Corporate bookings are still significantly lower than 2019. But Achenbaum said his hotel, which historically attracted business from tech companies, has seen group travel recover.

“The major tech companies are doing a lot of group travel,” he said. “But they’re not necessarily individually traveling as much.”

Over supply has haunted the New York City hotel market in the past. During the 13 years leading up to the pandemic, 54,000 new hotel rooms opened in the city, diluting hoteliers’ ability to push up room rates.
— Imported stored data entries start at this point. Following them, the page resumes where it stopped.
//! Platform detection.

use std::fmt;

use crate::catalog::RelationshipCatalog;
use crate::error::Result;
use crate::sink::EnvironmentSink;

/// Where in the deployment lifecycle the process runs.
#[derive(Debug, Clone, Copy, PartialEq, Eq)]
pub enum Phase {
    /// Not running on the platform.
    Off,
    /// Build hook: application known, no environment and no services yet.
    Build,
    /// Deployed environment with live services.
    Runtime,
}

impl Phase {
    /// Lowercase name.
    pub fn as_str(self) -> &'static str {
        match self {
            Phase::Off => "off",
            Phase::Build => "build",
            Phase::Runtime => "runtime",
        }
    }
}

impl fmt::Display for Phase {
    fn fmt(&self, f: &mut fmt::Formatter<'_>) -> fmt::Result {
        f.write_str(self.as_str())
    }
}

/// Snapshot of the platform-provided variables.
///
/// Empty variables are treated as unset.
#[derive(Debug, Clone, Default, PartialEq, Eq)]
pub struct PlatformEnvironment {
    /// Application name; its presence marks the platform.
    pub application_name: Option<String>,
    /// Environment name; present only at runtime.
    pub environment: Option<String>,
    /// Base64-encoded relationship payload.
    pub relationships: Option<String>,
    /// Per-project random value, used as the application secret.
    pub project_entropy: Option<String>,
    /// SMTP relay host; empty when mail is disabled.
    pub smtp_host: Option<String>,
}

impl PlatformEnvironment {
    /// Read the platform variables with the given prefix.
    pub fn read(sink: &dyn EnvironmentSink, prefix: &str) -> Self {
        let var = |suffix: &str| {
            sink.get(&format!("{}{}", prefix, suffix))
                .filter(|value| !value.is_empty())
        };

        Self {
            // Older platform images only export the legacy name.
            application_name: var("APPLICATION_NAME").or_else(|| var("APPLICATION")),
            environment: var("ENVIRONMENT"),
            relationships: var("RELATIONSHIPS"),
            project_entropy: var("PROJECT_ENTROPY"),
            smtp_host: var("SMTP_HOST"),
        }
    }

    /// Determine the lifecycle phase.
    pub fn phase(&self) -> Phase {
        match (&self.application_name, &self.environment) {
            (None, _) => Phase::Off,
            (Some(_), None) => Phase::Build,
            (Some(_), Some(_)) => Phase::Runtime,
        }
    }

    /// Decode the relationship catalog.
    ///
    /// A missing payload yields an empty catalog; a malformed one is an error.
    pub fn catalog(&self) -> Result<RelationshipCatalog> {
        match &self.relationships {
            Some(encoded) => RelationshipCatalog::from_encoded(encoded),
            None => Ok(RelationshipCatalog::empty()),
        }
    }
}
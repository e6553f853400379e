//! Bridge configuration.

use crate::sink::EnvironmentSink;

/// Default prefix of platform-provided variables.
pub const DEFAULT_PREFIX: &str = "PLATFORM_";

/// Default `APP_ENV` when none is set.
pub const DEFAULT_APP_ENV: &str = "prod";

/// Variable that renames the database relationship.
pub const DB_RELATIONSHIP_OVERRIDE: &str = "APP_DB_USERNAME";

/// Variable that renames the MongoDB relationship.
pub const MONGODB_RELATIONSHIP_OVERRIDE: &str = "APP_MONGODB_USERNAME";

/// Relationship names each formatter reads from.
#[derive(Debug, Clone, PartialEq, Eq)]
pub struct RelationshipNames {
    /// Relational database.
    pub database: String,
    /// MongoDB.
    pub mongodb: String,
    /// AMQP broker.
    pub messenger: String,
    /// Elasticsearch.
    pub elasticsearch: String,
    /// Solr.
    pub solr: String,
    /// Redis shared by cache and sessions.
    pub redis: String,
    /// Dedicated cache redis, in precedence order.
    pub redis_cache: Vec<String>,
    /// Dedicated session redis, in precedence order.
    pub redis_session: Vec<String>,
}

impl Default for RelationshipNames {
    fn default() -> Self {
        Self {
            database: "database".to_string(),
            mongodb: "mongodatabase".to_string(),
            messenger: "rabbitmq".to_string(),
            elasticsearch: "elasticsearch".to_string(),
            solr: "solr".to_string(),
            redis: "redis".to_string(),
            redis_cache: vec!["rediscache".to_string(), "redis_cache".to_string()],
            redis_session: vec!["redissession".to_string(), "redis_session".to_string()],
        }
    }
}

impl RelationshipNames {
    /// Cache candidates followed by the shared name.
    pub fn cache_candidates(&self) -> Vec<&str> {
        self.redis_cache
            .iter()
            .map(String::as_str)
            .chain(std::iter::once(self.redis.as_str()))
            .collect()
    }

    /// Session candidates followed by the shared name.
    pub fn session_candidates(&self) -> Vec<&str> {
        self.redis_session
            .iter()
            .map(String::as_str)
            .chain(std::iter::once(self.redis.as_str()))
            .collect()
    }
}

/// Configuration of one mapping pass.
#[derive(Debug, Clone, PartialEq, Eq)]
pub struct BridgeConfig {
    /// Prefix of platform-provided variables.
    pub prefix: String,
    /// `APP_ENV` value when none is set.
    pub default_app_env: String,
    /// Relationship names.
    pub names: RelationshipNames,
}

impl BridgeConfig {
    /// Create a configuration with default names.
    pub fn new() -> Self {
        Self {
            prefix: DEFAULT_PREFIX.to_string(),
            default_app_env: DEFAULT_APP_ENV.to_string(),
            names: RelationshipNames::default(),
        }
    }

    /// Default configuration with application overrides read from `sink`.
    pub fn from_sink(sink: &dyn EnvironmentSink) -> Self {
        let mut config = Self::new();
        if let Some(name) = sink.get(DB_RELATIONSHIP_OVERRIDE).filter(|v| !v.is_empty()) {
            config.names.database = name;
        }
        if let Some(name) = sink
            .get(MONGODB_RELATIONSHIP_OVERRIDE)
            .filter(|v| !v.is_empty())
        {
            config.names.mongodb = name;
        }
        config
    }

    /// Set the platform variable prefix.
    pub fn with_prefix(mut self, prefix: impl Into<String>) -> Self {
        self.prefix = prefix.into();
        self
    }

    /// Set the default `APP_ENV`.
    pub fn with_default_app_env(mut self, app_env: impl Into<String>) -> Self {
        self.default_app_env = app_env.into();
        self
    }

    /// Set the relationship names.
    pub fn with_names(mut self, names: RelationshipNames) -> Self {
        self.names = names;
        self
    }

    /// Set the database relationship name.
    pub fn with_database_relationship(mut self, name: impl Into<String>) -> Self {
        self.names.database = name.into();
        self
    }

    /// Set the MongoDB relationship name.
    pub fn with_mongodb_relationship(mut self, name: impl Into<String>) -> Self {
        self.names.mongodb = name.into();
        self
    }
}

impl Default for BridgeConfig {
    fn default() -> Self {
        Self::new()
    }
}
Now, supply looks to be more constrained. About 7,500 rooms across 49 hotels haven’t reopened since the pandemic, according to the Hotel Association of New York City, a significant number although well below the 25,000 permanent room closures some analysts and owners predicted in 2020.

Some still-shuttered hotels have announced plans to reopen in the next year or two, including the Four Seasons in Midtown and the famous Gramercy Park Hotel.
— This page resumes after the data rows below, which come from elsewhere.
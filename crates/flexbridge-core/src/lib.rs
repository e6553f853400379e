//! Flexbridge Core - platform relationship metadata to framework variables.
//!
//! A hosting platform describes the services bound to an application as a
//! base64-encoded JSON map of relationships. Frameworks instead expect
//! discrete variables such as `DATABASE_URL` or `CACHE_DSN`. This crate
//! decodes the relationships and formats every provisioned service as the
//! variables its consumer reads.
//!
//! # Quick Start
//!
//! ```ignore
//! use flexbridge_core::{map_environment, BridgeConfig, ProcessSink};
//!
//! fn main() -> Result<(), flexbridge_core::Error> {
//!     let mut sink = ProcessSink::new();
//!     let config = BridgeConfig::from_sink(&sink);
//!     let report = map_environment(&mut sink, &config)?;
//!     println!("{} variables set ({})", report.len(), report.phase);
//!     Ok(())
//! }
//! ```

pub mod catalog;
pub mod config;
pub mod error;
pub mod format;
pub mod mapper;
pub mod platform;
pub mod sink;

pub use catalog::{EndpointQuery, RelationshipCatalog, RelationshipDescriptor, VersionSpec};
pub use config::{BridgeConfig, RelationshipNames};
pub use error::{Error, Result};
pub use format::Engine;
pub use mapper::{map_environment, MappingReport};
pub use platform::{Phase, PlatformEnvironment};
pub use sink::{validate_name, EnvironmentSink, FanOutSink, MemorySink, ProcessSink};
While the influx of migrants is straining New York City’s budget, it has provided a lifeline to many hotel owners. The city has contracted with well over 100 hotels to house migrants in about 12,000 rooms—about 10% of all available rooms across the five boroughs, according to the hotel association. 

These hotels include the 1,300-room Row NYC in Times Square and the world’s tallest

Holiday Inn in the financial district, where the city signed a $34.5 million contract to house migrants through the end of April 2024.

Even after the migrant crisis abates, hotel owners expect supply to remain constrained in the coming years due to increased city enforcement of restrictions on Airbnb and other short-term rental listings. The restrictions prohibit hosts from renting out their entire apartments or homes and require hosts to be present during guests’ stays.

“We were all incredibly nervous about the long-term effect of what Airbnb was going to do to the market,” Achenbaum said. “If Airbnb is limited the way it seems like it’s going to be, there should be a consequential increase in revenue.”

Airbnb and its peers are already feeling squeezed by the new restrictions, according to the short-term-rental analytics company AirDNA. New York City’s short-term rental listings in September were down 77%, to 4,600 listings, compared with the number of listings in June.

The pipeline of new hotels in New York City is also slowing after local lawmakers enacted more stringent approval processes for building or expanding lodging properties. No new hotels have been approved under the new permitting process that took effect in late 2021, according to the New York City Department of City Planning.

With new development sharply curtailed, hotel owners are likely to accelerate raising room rates, said Sean Hennessey, a hotel consultant and associate professor at New York University’s Tisch Center of Hospitality.

“We are in the early stages of significant room rate growth in the city for an extended period of time,” he said.